Fig. 8: IL-1β^low helps preserve GSIS and modulates the transcriptomic profile.

A INS-1E cells and B isolated mouse islets (5 IEQ/well) were preconditioned with IL-1β^low and then challenged or not with CYT (IL-1β 100 pg/ml + IFN-γ 5 ng/ml) or iCYT (IL-1β 100 pg/ml + IFN-γ 5 ng/ml + TNF-α 8 ng/ml), respectively. After 16 h, a glucose-stimulated insulin secretion (GSIS) assay was performed. Insulin levels in conditioned media were measured by ELISA. The insulin secretion index (20 mM/2 mM glucose) is expressed as mean ± SD, n = 6. (*) p < 0.05, (**) p < 0.01. C–E INS-1E cells were treated as in (A), and bulk RNA-seq was performed, n = 3. C Principal component analysis (PCA) of transcriptomic profiles shows distinct clustering by condition.

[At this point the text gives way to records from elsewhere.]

//! Condition evaluation

use crate::condition::parser::{CompareOp, ConditionNode};
use crate::error::{BuildResult, EvaluationError};
use crate::expression::coerce::{format_bool, to_bool, to_number};
use crate::expression::escape::unescape;
use crate::expression::eval::expand_string;
use crate::expression::reference::ParseOptions;
use crate::project::context::EvalContext;
use std::cmp::Ordering;

/// Evaluates parsed condition nodes against a context
pub struct ConditionEvaluator<'c, 'a> {
    pub condition: &'c str,
    pub options: ParseOptions,
    pub ctx: &'c EvalContext<'a>,
}

impl ConditionEvaluator<'_, '_> {
    pub fn evaluate(&self, node: &ConditionNode) -> BuildResult<bool> {
        match node {
            ConditionNode::And(left, right) => {
                if !self.evaluate(left)? {
                    return Ok(false);
                }
                self.evaluate(right)
            }
            ConditionNode::Or(left, right) => {
                let left = self.evaluate(left)?;
                let right = self.evaluate(right)?;
                Ok(left || right)
            }
            ConditionNode::Not(inner) => Ok(!self.evaluate(inner)?),
            ConditionNode::Compare { op, left, right } => {
                let left = self.text(left)?;
                let right = self.text(right)?;
                Ok(compare(*op, &left, &right))
            }
            ConditionNode::Function { name, args } => self.call(name, args),
            ConditionNode::Value { .. } => {
                let value = self.text(node)?;
                to_bool(&value).ok_or_else(|| {
                    EvaluationError::NotBoolean {
                        condition: self.condition.to_string(),
                        value,
                    }
                    .into()
                })
            }
        }
    }

    /// Expanded, unescaped text of an operand
    fn text(&self, node: &ConditionNode) -> BuildResult<String> {
        match node {
            ConditionNode::Value { text, .. } => {
                let expanded = expand_string(text, self.options.with_split(false), self.ctx)?;
                Ok(unescape(&expanded))
            }
            other => Ok(format_bool(self.evaluate(other)?)),
        }
    }

    fn call(&self, name: &str, args: &[ConditionNode]) -> BuildResult<bool> {
        let single_arg = || -> BuildResult<String> {
            match args {
                [arg] => self.text(arg),
                _ => Err(EvaluationError::InvalidArgument {
                    function: name.to_string(),
                    message: format!("expected 1 argument, got {}", args.len()),
                }
                .into()),
            }
        };

        if name.eq_ignore_ascii_case("Exists") {
            let path = single_arg()?;
            let path = path.trim();
            if path.is_empty() {
                return Ok(false);
            }
            return Ok(self.ctx.fs.exists(&self.ctx.resolve_path(path)));
        }
        if name.eq_ignore_ascii_case("HasTrailingSlash") {
            let text = single_arg()?;
            return Ok(text.ends_with('/') || text.ends_with('\\'));
        }
        Err(EvaluationError::UndefinedFunction(name.to_string()).into())
    }
}

/// Numbers first, then booleans, then case-insensitive text
pub fn compare(op: CompareOp, left: &str, right: &str) -> bool {
    let ordering = match (to_number(left), to_number(right)) {
        (Some(l), Some(r)) => l.partial_cmp(&r).unwrap_or(Ordering::Equal),
        _ => match (to_bool(left), to_bool(right)) {
            (Some(l), Some(r)) => l.cmp(&r),
            _ => left.to_lowercase().cmp(&right.to_lowercase()),
        },
    };
    match op {
        CompareOp::Equal => ordering == Ordering::Equal,
        CompareOp::NotEqual => ordering != Ordering::Equal,
        CompareOp::Less => ordering == Ordering::Less,
        CompareOp::LessOrEqual => ordering != Ordering::Greater,
        CompareOp::Greater => ordering == Ordering::Greater,
        CompareOp::GreaterOrEqual => ordering != Ordering::Less,
    }
}

#[cfg(test)]
mod tests {
    use super::*;

    #[test]
    fn test_numeric_comparison() {
        assert!(compare(CompareOp::Equal, "1", "1.0"));
        assert!(compare(CompareOp::Equal, "0x10", "16"));
        assert!(compare(CompareOp::Less, "9", "10"));
        assert!(compare(CompareOp::GreaterOrEqual, "10", "10"));
    }

    #[test]
    fn test_boolean_comparison() {
        assert!(compare(CompareOp::Equal, "true", "YES"));
        assert!(compare(CompareOp::Equal, "off", "false"));
        assert!(compare(CompareOp::NotEqual, "on", "no"));
    }

    #[test]
    fn test_string_comparison_is_case_insensitive() {
        assert!(compare(CompareOp::Equal, "Debug", "DEBUG"));
        assert!(compare(CompareOp::NotEqual, "Debug", "Release"));
        assert!(compare(CompareOp::Less, "alpha", "Beta"));
        assert!(compare(CompareOp::Equal, "", ""));
        // Text and numbers do not mix
        assert!(compare(CompareOp::NotEqual, "1", "one"));
    }
}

Each point represents an individual sample, with the variance explained indicated on each axis. D Heatmap of log2CPM-normalized data (Z-score transformed), filtered to include differentially expressed genes (DEGs) identified from all pairwise comparisons. Colors indicate higher (red) and lower (blue) expression relative to the mean for a curated subset of these genes. Genes and samples were hierarchically clustered based on expression similarity. E Gene set enrichment analysis (GSEA) of IL-1β^low-preconditioned INS-1E cells exposed to CYT, compared to CYT-challenged cells without preconditioning, using Hallmark gene sets: pancreatic β-cells, G2M checkpoint, inflammatory response, TNF-α signaling via NF-κB, unfolded protein response, and apoptosis. Normalized enrichment scores (NES) and p-values are shown for each pathway.